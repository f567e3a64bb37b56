//! # Round-Robin Scheduler
//!
//! A fixed table of up to [`MAX_TASKS`] tasks and a ring buffer of ready
//! task ids. On every tick the running task goes to the back of the queue
//! and the task at the front runs next.
//!
//! Only a task that was [`Running`](TaskState::Running) is put back in the
//! queue; a task that blocked or exited in the meantime stays out. When the
//! queue is empty the previous task keeps the CPU unless it has exited.

use crate::switch::Scheduler;
use crate::{TaskContext, TaskId};
use kernel_memory_addresses::VirtualAddress;
use log::{debug, info, warn};

/// Default capacity of a [`RoundRobin`].
pub const MAX_TASKS: usize = 16;

#[derive(Copy, Clone, Debug, PartialEq, Eq)]
pub enum TaskState {
    Ready,
    Running,
    Waiting,
    Terminated,
}

#[derive(Debug, Copy, Clone, PartialEq, Eq, thiserror::Error)]
pub enum SchedulerError {
    #[error("the task table is full")]
    TableFull,
    #[error("no task with id {0}")]
    UnknownTask(TaskId),
    #[error("{0} is {1:?}")]
    InvalidState(TaskId, TaskState),
}

#[derive(Debug)]
pub struct Task {
    name: &'static str,
    state: TaskState,
    context: TaskContext,
    kernel_stack_top: VirtualAddress,
    has_run: bool,
}

impl Task {
    #[must_use]
    pub const fn name(&self) -> &'static str {
        self.name
    }

    #[must_use]
    pub const fn state(&self) -> TaskState {
        self.state
    }

    #[must_use]
    pub const fn context(&self) -> &TaskContext {
        &self.context
    }

    /// Top of the stack the task's kernel code runs on.
    #[must_use]
    pub const fn kernel_stack_top(&self) -> VirtualAddress {
        self.kernel_stack_top
    }

    /// Whether the task was ever picked by the scheduler.
    #[must_use]
    pub const fn has_run(&self) -> bool {
        self.has_run
    }
}

/// FIFO ring of task ids.
struct ReadyQueue<const N: usize> {
    slots: [Option<TaskId>; N],
    head: usize,
    tail: usize,
    len: usize,
}

impl<const N: usize> ReadyQueue<N> {
    const fn new() -> Self {
        Self {
            slots: [None; N],
            head: 0,
            tail: 0,
            len: 0,
        }
    }

    /// Fails only when full.
    const fn push(&mut self, id: TaskId) -> Result<(), TaskId> {
        if self.len == N {
            return Err(id);
        }
        self.slots[self.tail] = Some(id);
        self.tail = (self.tail + 1) % N;
        self.len += 1;
        Ok(())
    }

    fn contains(&self, id: TaskId) -> bool {
        (0..self.len).any(|i| self.slots[(self.head + i) % N] == Some(id))
    }

    const fn pop(&mut self) -> Option<TaskId> {
        if self.len == 0 {
            return None;
        }
        let id = self.slots[self.head].take();
        self.head = (self.head + 1) % N;
        self.len -= 1;
        id
    }
}

/// Round-robin [`Scheduler`] over at most `N` tasks.
pub struct RoundRobin<const N: usize = MAX_TASKS> {
    tasks: [Option<Task>; N],
    ready: ReadyQueue<N>,
    current: Option<TaskId>,
}

impl<const N: usize> Default for RoundRobin<N> {
    fn default() -> Self {
        Self::new()
    }
}

impl<const N: usize> RoundRobin<N> {
    #[must_use]
    pub const fn new() -> Self {
        Self {
            tasks: [const { None }; N],
            ready: ReadyQueue::new(),
            current: None,
        }
    }

    /// Add a task that starts from `context` and queue it.
    ///
    /// # Errors
    /// [`SchedulerError::TableFull`] when all `N` slots hold live tasks.
    /// Slots of terminated tasks that are no longer current are reused.
    pub fn spawn(
        &mut self,
        name: &'static str,
        context: TaskContext,
        kernel_stack_top: VirtualAddress,
    ) -> Result<TaskId, SchedulerError> {
        let id = self.next_id().ok_or(SchedulerError::TableFull)?;
        let slot = usize::from(id.0);
        self.tasks[slot] = Some(Task {
            name,
            state: TaskState::Ready,
            context,
            kernel_stack_top,
            has_run: false,
        });
        // A reused slot may still have a stale queue entry.
        if !self.ready.contains(id) && self.ready.push(id).is_err() {
            self.tasks[slot] = None;
            return Err(SchedulerError::TableFull);
        }

        info!("spawned {id} '{name}' (rip={:#x})", context.frame.rip);
        Ok(id)
    }

    /// The id the next [`spawn`](Self::spawn) hands out, if a slot is free.
    #[must_use]
    pub fn next_id(&self) -> Option<TaskId> {
        self.tasks
            .iter()
            .enumerate()
            .position(|(i, t)| match t {
                None => true,
                Some(t) => t.state == TaskState::Terminated && self.current != Some(id_of(i)),
            })
            .map(id_of)
    }

    #[must_use]
    pub fn task(&self, id: TaskId) -> Option<&Task> {
        self.tasks.get(usize::from(id.0))?.as_ref()
    }

    fn task_mut(&mut self, id: TaskId) -> Result<&mut Task, SchedulerError> {
        self.tasks
            .get_mut(usize::from(id.0))
            .and_then(Option::as_mut)
            .ok_or(SchedulerError::UnknownTask(id))
    }

    /// Park a ready or running task until [`wake`](Self::wake).
    ///
    /// A running task keeps the CPU until the next tick.
    ///
    /// # Errors
    /// Unknown ids, and tasks that are already waiting or terminated.
    pub fn block(&mut self, id: TaskId) -> Result<(), SchedulerError> {
        let task = self.task_mut(id)?;
        match task.state {
            TaskState::Ready | TaskState::Running => {
                task.state = TaskState::Waiting;
                debug!("{id} '{}' is waiting", task.name);
                Ok(())
            }
            state => Err(SchedulerError::InvalidState(id, state)),
        }
    }

    /// Make a waiting task ready again.
    ///
    /// # Errors
    /// Unknown ids, and tasks that are not waiting.
    pub fn wake(&mut self, id: TaskId) -> Result<(), SchedulerError> {
        let is_current = self.current == Some(id);
        let task = self.task_mut(id)?;
        if task.state != TaskState::Waiting {
            return Err(SchedulerError::InvalidState(id, task.state));
        }
        // A current task is queued again when its tick ends.
        if is_current {
            task.state = TaskState::Running;
            return Ok(());
        }
        task.state = TaskState::Ready;
        if !self.ready.contains(id) && self.ready.push(id).is_err() {
            warn!("ready queue full; {id} stays waiting");
            if let Ok(task) = self.task_mut(id) {
                task.state = TaskState::Waiting;
            }
        }
        Ok(())
    }

    /// Mark a task as finished. It is never scheduled again.
    ///
    /// # Errors
    /// Unknown ids.
    pub fn terminate(&mut self, id: TaskId) -> Result<(), SchedulerError> {
        let task = self.task_mut(id)?;
        task.state = TaskState::Terminated;
        info!("{id} '{}' terminated", task.name);
        Ok(())
    }

    /// Next queued task that is still ready.
    fn pop_ready(&mut self) -> Option<TaskId> {
        while let Some(id) = self.ready.pop() {
            if self.task(id).is_some_and(|t| t.state == TaskState::Ready) {
                return Some(id);
            }
        }
        None
    }
}

impl<const N: usize> Scheduler for RoundRobin<N> {
    fn current(&self) -> Option<TaskId> {
        self.current
    }

    fn schedule(&mut self) -> Option<TaskId> {
        let previous = self.current;
        if let Some(id) = previous
            && let Ok(task) = self.task_mut(id)
            && task.state == TaskState::Running
        {
            task.state = TaskState::Ready;
            if self.ready.push(id).is_err() {
                warn!("ready queue full; {id} could not be re-queued");
            }
        }

        if let Some(next) = self.pop_ready() {
            if let Ok(task) = self.task_mut(next) {
                task.state = TaskState::Running;
                task.has_run = true;
            }
            self.current = Some(next);
            return Some(next);
        }

        // Nothing is ready: stay on the previous task unless it exited.
        self.current = previous.filter(|&id| {
            self.task(id)
                .is_some_and(|t| t.state != TaskState::Terminated)
        });
        if let Some(id) = self.current
            && let Ok(task) = self.task_mut(id)
            && task.state == TaskState::Ready
        {
            task.state = TaskState::Running;
        }
        self.current
    }

    fn kernel_stack_top(&self, id: TaskId) -> Option<VirtualAddress> {
        self.task(id).map(Task::kernel_stack_top)
    }

    fn context(&self, id: TaskId) -> Option<&TaskContext> {
        self.task(id).map(Task::context)
    }

    fn context_mut(&mut self, id: TaskId) -> Option<&mut TaskContext> {
        self.task_mut(id).ok().map(|t| &mut t.context)
    }
}

#[allow(clippy::cast_possible_truncation)]
const fn id_of(slot: usize) -> TaskId {
    TaskId(slot as u16)
}
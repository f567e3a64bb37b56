use crate::{PageSize, PhysicalPage};
use core::fmt;
use core::ops::{Add, AddAssign};

/// A raw physical address (RAM or MMIO).
///
/// Physical addresses are never dereferenced directly; they are translated
/// through a direct map first.
#[repr(transparent)]
#[derive(Copy, Clone, Default, Eq, PartialEq, Ord, PartialOrd, Hash)]
pub struct PhysicalAddress(u64);

impl PhysicalAddress {
    /// The null physical address.
    pub const ZERO: Self = Self(0);

    #[inline]
    #[must_use]
    pub const fn new(v: u64) -> Self {
        Self(v)
    }

    #[inline]
    #[must_use]
    pub const fn as_u64(self) -> u64 {
        self.0
    }

    /// Whether this address is a multiple of `S::SIZE`.
    #[inline]
    #[must_use]
    pub const fn is_aligned<S: PageSize>(self) -> bool {
        self.0 & (S::SIZE - 1) == 0
    }

    #[inline]
    #[must_use]
    pub const fn align_down<S: PageSize>(self) -> Self {
        Self(self.0 & !(S::SIZE - 1))
    }

    /// Offset of this address inside its `S`-sized page.
    #[inline]
    #[must_use]
    pub const fn offset<S: PageSize>(self) -> u64 {
        self.0 & (S::SIZE - 1)
    }

    /// The `S`-sized page containing this address.
    #[inline]
    #[must_use]
    pub const fn page<S: PageSize>(self) -> PhysicalPage<S> {
        PhysicalPage::containing(self)
    }
}

impl fmt::Debug for PhysicalAddress {
    fn fmt(&self, f: &mut fmt::Formatter<'_>) -> fmt::Result {
        write!(f, "PA(0x{:016X})", self.0)
    }
}

impl fmt::Display for PhysicalAddress {
    fn fmt(&self, f: &mut fmt::Formatter<'_>) -> fmt::Result {
        write!(f, "0x{:016X}", self.0)
    }
}

impl Add<u64> for PhysicalAddress {
    type Output = Self;

    #[inline]
    fn add(self, rhs: u64) -> Self::Output {
        Self(self.0 + rhs)
    }
}

impl AddAssign<u64> for PhysicalAddress {
    #[inline]
    fn add_assign(&mut self, rhs: u64) {
        self.0 += rhs;
    }
}

impl From<u64> for PhysicalAddress {
    #[inline]
    fn from(v: u64) -> Self {
        Self(v)
    }
}

impl From<PhysicalAddress> for u64 {
    #[inline]
    fn from(pa: PhysicalAddress) -> Self {
        pa.0
    }
}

WHAT TO WORK ON: Of all the entries above, output exactly the lines between the one holding "#[derive(Debug, Copy, Clone, PartialEq, Eq, thiserror::Error)]" and the one holding "only when full.", inclusive.

OUTPUT OF THE TASK:
#[derive(Debug, Copy, Clone, PartialEq, Eq, thiserror::Error)]
pub enum SchedulerError {
    #[error("the task table is full")]
    TableFull,
    #[error("no task with id {0}")]
    UnknownTask(TaskId),
    #[error("{0} is {1:?}")]
    InvalidState(TaskId, TaskState),
}

#[derive(Debug)]
pub struct Task {
    name: &'static str,
    state: TaskState,
    context: TaskContext,
    kernel_stack_top: VirtualAddress,
    has_run: bool,
}

impl Task {
    #[must_use]
    pub const fn name(&self) -> &'static str {
        self.name
    }

    #[must_use]
    pub const fn state(&self) -> TaskState {
        self.state
    }

    #[must_use]
    pub const fn context(&self) -> &TaskContext {
        &self.context
    }

    /// Top of the stack the task's kernel code runs on.
    #[must_use]
    pub const fn kernel_stack_top(&self) -> VirtualAddress {
        self.kernel_stack_top
    }

    /// Whether the task was ever picked by the scheduler.
    #[must_use]
    pub const fn has_run(&self) -> bool {
        self.has_run
    }
}

/// FIFO ring of task ids.
struct ReadyQueue<const N: usize> {
    slots: [Option<TaskId>; N],
    head: usize,
    tail: usize,
    len: usize,
}

impl<const N: usize> ReadyQueue<N> {
    const fn new() -> Self {
        Self {
            slots: [None; N],
            head: 0,
            tail: 0,
            len: 0,
        }
    }

    /// Fails only when full.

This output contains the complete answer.